§ **Aim of the task**: Every record shown below should be duplicated exactly.
*** Data provided ***
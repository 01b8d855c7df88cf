// ABOUTME: SQLite-backed index of sessions for fast listing without replaying event logs.
// ABOUTME: The index is a rebuildable cache; the JSONL logs remain the source of truth.

use std::path::Path;

use rusqlite::{params, Connection};
use thiserror::Error;

/// Errors that can occur during SQLite index operations.
#[derive(Debug, Error)]
pub enum SqliteError {
    #[error("sqlite error: {0}")]
    Sqlite(#[from] rusqlite::Error),
}

/// A row in the sessions table.
#[derive(Debug, Clone)]
pub struct SessionRow {
    pub session_id: String,
    pub app_name: String,
    pub user_id: String,
    pub created_at: String,
    pub last_event_id: u64,
}

/// A SQLite-backed index of sessions across all apps.
pub struct SessionIndex {
    conn: Connection,
}

impl SessionIndex {
    /// Open or create the index database at the given path.
    pub fn open(path: &Path) -> Result<Self, SqliteError> {
        if let Some(parent) = path.parent() {
            let _ = std::fs::create_dir_all(parent);
        }
        let conn = Connection::open(path)?;
        conn.execute_batch("PRAGMA journal_mode=WAL;")?;

        conn.execute_batch(
            "CREATE TABLE IF NOT EXISTS sessions (
                session_id TEXT PRIMARY KEY,
                app_name TEXT NOT NULL,
                user_id TEXT NOT NULL,
                created_at TEXT NOT NULL,
                last_event_id INTEGER NOT NULL DEFAULT 0
            );",
        )?;

        Ok(Self { conn })
    }

    /// Insert or update a session row.
    pub fn upsert(&self, row: &SessionRow) -> Result<(), SqliteError> {
        self.conn.execute(
            "INSERT INTO sessions (session_id, app_name, user_id, created_at, last_event_id)
             VALUES (?1, ?2, ?3, ?4, ?5)
             ON CONFLICT(session_id) DO UPDATE SET
                last_event_id = excluded.last_event_id",
            params![
                row.session_id,
                row.app_name,
                row.user_id,
                row.created_at,
                row.last_event_id,
            ],
        )?;
        Ok(())
    }

    /// Update only the last_event_id cursor for a session.
    pub fn set_last_event(&self, session_id: &str, last_event_id: u64) -> Result<(), SqliteError> {
        self.conn.execute(
            "UPDATE sessions SET last_event_id = ?2 WHERE session_id = ?1",
            params![session_id, last_event_id],
        )?;
        Ok(())
    }

    /// Fetch a single session row.
    pub fn get(&self, session_id: &str) -> Result<Option<SessionRow>, SqliteError> {
        let mut stmt = self.conn.prepare(
            "SELECT session_id, app_name, user_id, created_at, last_event_id
             FROM sessions WHERE session_id = ?1",
        )?;
        let mut rows = stmt.query_map(params![session_id], row_from)?;
        match rows.next() {
            Some(row) => Ok(Some(row?)),
            None => Ok(None),
        }
    }

    /// List all sessions for an app, newest first.
    pub fn list_for_app(&self, app_name: &str) -> Result<Vec<SessionRow>, SqliteError> {
        let mut stmt = self.conn.prepare(
            "SELECT session_id, app_name, user_id, created_at, last_event_id
             FROM sessions WHERE app_name = ?1 ORDER BY created_at DESC",
        )?;
        let rows = stmt.query_map(params![app_name], row_from)?;

        let mut sessions = Vec::new();
        for row in rows {
            sessions.push(row?);
        }
        Ok(sessions)
    }

    /// Delete a session row.
    pub fn delete(&self, session_id: &str) -> Result<(), SqliteError> {
        self.conn.execute(
            "DELETE FROM sessions WHERE session_id = ?1",
            params![session_id],
        )?;
        Ok(())
    }
}

fn row_from(row: &rusqlite::Row<'_>) -> rusqlite::Result<SessionRow> {
    Ok(SessionRow {
        session_id: row.get(0)?,
        app_name: row.get(1)?,
        user_id: row.get(2)?,
        created_at: row.get(3)?,
        last_event_id: row.get::<_, i64>(4)? as u64,
    })
}

#[cfg(test)]
mod tests {
    use super::*;
    use tempfile::TempDir;
    use ulid::Ulid;

    fn row(app: &str, created_at: &str) -> SessionRow {
        SessionRow {
            session_id: Ulid::new().to_string(),
            app_name: app.to_string(),
            user_id: "u1".to_string(),
            created_at: created_at.to_string(),
            last_event_id: 0,
        }
    }

    #[test]
    fn upsert_and_get_round_trip() {
        let dir = TempDir::new().unwrap();
        let index = SessionIndex::open(&dir.path().join("index.db")).unwrap();

        let mut r = row("stock_picker", "2026-08-07T10:00:00Z");
        r.last_event_id = 5;
        index.upsert(&r).unwrap();

        let got = index.get(&r.session_id).unwrap().unwrap();
        assert_eq!(got.app_name, "stock_picker");
        assert_eq!(got.user_id, "u1");
        assert_eq!(got.last_event_id, 5);
    }

    #[test]
    fn get_missing_returns_none() {
        let dir = TempDir::new().unwrap();
        let index = SessionIndex::open(&dir.path().join("index.db")).unwrap();
        assert!(index.get("nonexistent").unwrap().is_none());
    }

    #[test]
    fn upsert_updates_cursor_only() {
        let dir = TempDir::new().unwrap();
        let index = SessionIndex::open(&dir.path().join("index.db")).unwrap();

        let mut r = row("app", "2026-08-07T10:00:00Z");
        index.upsert(&r).unwrap();

        r.last_event_id = 42;
        index.upsert(&r).unwrap();

        let got = index.get(&r.session_id).unwrap().unwrap();
        assert_eq!(got.last_event_id, 42);
        assert_eq!(got.created_at, "2026-08-07T10:00:00Z");
    }

    #[test]
    fn set_last_event_updates_row() {
        let dir = TempDir::new().unwrap();
        let index = SessionIndex::open(&dir.path().join("index.db")).unwrap();

        let r = row("app", "2026-08-07T10:00:00Z");
        index.upsert(&r).unwrap();
        index.set_last_event(&r.session_id, 17).unwrap();

        assert_eq!(index.get(&r.session_id).unwrap().unwrap().last_event_id, 17);
    }

    #[test]
    fn list_for_app_filters_and_orders_newest_first() {
        let dir = TempDir::new().unwrap();
        let index = SessionIndex::open(&dir.path().join("index.db")).unwrap();

        index.upsert(&row("alpha", "2026-08-07T09:00:00Z")).unwrap();
        index.upsert(&row("alpha", "2026-08-07T11:00:00Z")).unwrap();
        index.upsert(&row("beta", "2026-08-07T10:00:00Z")).unwrap();

        let listed = index.list_for_app("alpha").unwrap();
        assert_eq!(listed.len(), 2);
        assert_eq!(listed[0].created_at, "2026-08-07T11:00:00Z");
        assert_eq!(listed[1].created_at, "2026-08-07T09:00:00Z");
    }

    #[test]
    fn delete_removes_row() {
        let dir = TempDir::new().unwrap();
        let index = SessionIndex::open(&dir.path().join("index.db")).unwrap();

        let r = row("app", "2026-08-07T10:00:00Z");
        index.upsert(&r).unwrap();
        index.delete(&r.session_id).unwrap();

        assert!(index.get(&r.session_id).unwrap().is_none());
    }
}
*** End of Data provided ***
§ **Reply**:
repository 01b8d855c7df88cf
// ABOUTME: SQLite-backed index of sessions for fast listing without replaying event logs.
// ABOUTME: The index is a rebuildable cache; the JSONL logs remain the source of truth.

use std::path::Path;

use rusqlite::{params, Connection};
use thiserror::Error;

/// Errors that can occur during SQLite index operations.
#[derive(Debug, Error)]
pub enum SqliteError {
    #[error("sqlite error: {0}")]
    Sqlite(#[from] rusqlite::Error),
}

/// A row in the sessions table.
#[derive(Debug, Clone)]
pub struct SessionRow {
    pub session_id: String,
    pub app_name: String,
    pub user_id: String,
    pub created_at: String,
    pub last_event_id: u64,
}

/// A SQLite-backed index of sessions across all apps.
pub struct SessionIndex {
    conn: Connection,
}

impl SessionIndex {
    /// Open or create the index database at the given path.
    pub fn open(path: &Path) -> Result<Self, SqliteError> {
        if let Some(parent) = path.parent() {
            let _ = std::fs::create_dir_all(parent);
        }
        let conn = Connection::open(path)?;
        conn.execute_batch("PRAGMA journal_mode=WAL;")?;

        conn.execute_batch(
            "CREATE TABLE IF NOT EXISTS sessions (
                session_id TEXT PRIMARY KEY,
                app_name TEXT NOT NULL,
                user_id TEXT NOT NULL,
                created_at TEXT NOT NULL,
                last_event_id INTEGER NOT NULL DEFAULT 0
            );",
        )?;

        Ok(Self { conn })
    }

    /// Insert or update a session row.
    pub fn upsert(&self, row: &SessionRow) -> Result<(), SqliteError> {
        self.conn.execute(
            "INSERT INTO sessions (session_id, app_name, user_id, created_at, last_event_id)
             VALUES (?1, ?2, ?3, ?4, ?5)
             ON CONFLICT(session_id) DO UPDATE SET
                last_event_id = excluded.last_event_id",
            params![
                row.session_id,
                row.app_name,
                row.user_id,
                row.created_at,
                row.last_event_id,
            ],
        )?;
        Ok(())
    }

    /// Update only the last_event_id cursor for a session.
    pub fn set_last_event(&self, session_id: &str, last_event_id: u64) -> Result<(), SqliteError> {
        self.conn.execute(
            "UPDATE sessions SET last_event_id = ?2 WHERE session_id = ?1",
            params![session_id, last_event_id],
        )?;
        Ok(())
    }

    /// Fetch a single session row.
    pub fn get(&self, session_id: &str) -> Result<Option<SessionRow>, SqliteError> {
        let mut stmt = self.conn.prepare(
            "SELECT session_id, app_name, user_id, created_at, last_event_id
             FROM sessions WHERE session_id = ?1",
        )?;
        let mut rows = stmt.query_map(params![session_id], row_from)?;
        match rows.next() {
            Some(row) => Ok(Some(row?)),
            None => Ok(None),
        }
    }

    /// List all sessions for an app, newest first.
    pub fn list_for_app(&self, app_name: &str) -> Result<Vec<SessionRow>, SqliteError> {
        let mut stmt = self.conn.prepare(
            "SELECT session_id, app_name, user_id, created_at, last_event_id
             FROM sessions WHERE app_name = ?1 ORDER BY created_at DESC",
        )?;
        let rows = stmt.query_map(params![app_name], row_from)?;

        let mut sessions = Vec::new();
        for row in rows {
            sessions.push(row?);
        }
        Ok(sessions)
    }

    /// Delete a session row.
    pub fn delete(&self, session_id: &str) -> Result<(), SqliteError> {
        self.conn.execute(
            "DELETE FROM sessions WHERE session_id = ?1",
            params![session_id],
        )?;
        Ok(())
    }
}

fn row_from(row: &rusqlite::Row<'_>) -> rusqlite::Result<SessionRow> {
    Ok(SessionRow {
        session_id: row.get(0)?,
        app_name: row.get(1)?,
        user_id: row.get(2)?,
        created_at: row.get(3)?,
        last_event_id: row.get::<_, i64>(4)? as u64,
    })
}

#[cfg(test)]
mod tests {
    use super::*;
    use tempfile::TempDir;
    use ulid::Ulid;

    fn row(app: &str, created_at: &str) -> SessionRow {
        SessionRow {
            session_id: Ulid::new().to_string(),
            app_name: app.to_string(),
            user_id: "u1".to_string(),
            created_at: created_at.to_string(),
            last_event_id: 0,
        }
    }

    #[test]
    fn upsert_and_get_round_trip() {
        let dir = TempDir::new().unwrap();
        let index = SessionIndex::open(&dir.path().join("index.db")).unwrap();

        let mut r = row("stock_picker", "2026-08-07T10:00:00Z");
        r.last_event_id = 5;
        index.upsert(&r).unwrap();

        let got = index.get(&r.session_id).unwrap().unwrap();
        assert_eq!(got.app_name, "stock_picker");
        assert_eq!(got.user_id, "u1");
        assert_eq!(got.last_event_id, 5);
    }

    #[test]
    fn get_missing_returns_none() {
        let dir = TempDir::new().unwrap();
        let index = SessionIndex::open(&dir.path().join("index.db")).unwrap();
        assert!(index.get("nonexistent").unwrap().is_none());
    }

    #[test]
    fn upsert_updates_cursor_only() {
        let dir = TempDir::new().unwrap();
        let index = SessionIndex::open(&dir.path().join("index.db")).unwrap();

        let mut r = row("app", "2026-08-07T10:00:00Z");
        index.upsert(&r).unwrap();

        r.last_event_id = 42;
        index.upsert(&r).unwrap();

        let got = index.get(&r.session_id).unwrap().unwrap();
        assert_eq!(got.last_event_id, 42);
        assert_eq!(got.created_at, "2026-08-07T10:00:00Z");
    }

    #[test]
    fn set_last_event_updates_row() {
        let dir = TempDir::new().unwrap();
        let index = SessionIndex::open(&dir.path().join("index.db")).unwrap();

        let r = row("app", "2026-08-07T10:00:00Z");
        index.upsert(&r).unwrap();
        index.set_last_event(&r.session_id, 17).unwrap();

        assert_eq!(index.get(&r.session_id).unwrap().unwrap().last_event_id, 17);
    }

    #[test]
    fn list_for_app_filters_and_orders_newest_first() {
        let dir = TempDir::new().unwrap();
        let index = SessionIndex::open(&dir.path().join("index.db")).unwrap();

        index.upsert(&row("alpha", "2026-08-07T09:00:00Z")).unwrap();
        index.upsert(&row("alpha", "2026-08-07T11:00:00Z")).unwrap();
        index.upsert(&row("beta", "2026-08-07T10:00:00Z")).unwrap();

        let listed = index.list_for_app("alpha").unwrap();
        assert_eq!(listed.len(), 2);
        assert_eq!(listed[0].created_at, "2026-08-07T11:00:00Z");
        assert_eq!(listed[1].created_at, "2026-08-07T09:00:00Z");
    }

    #[test]
    fn delete_removes_row() {
        let dir = TempDir::new().unwrap();
        let index = SessionIndex::open(&dir.path().join("index.db")).unwrap();

        let r = row("app", "2026-08-07T10:00:00Z");
        index.upsert(&r).unwrap();
        index.delete(&r.session_id).unwrap();

        assert!(index.get(&r.session_id).unwrap().is_none());
    }
}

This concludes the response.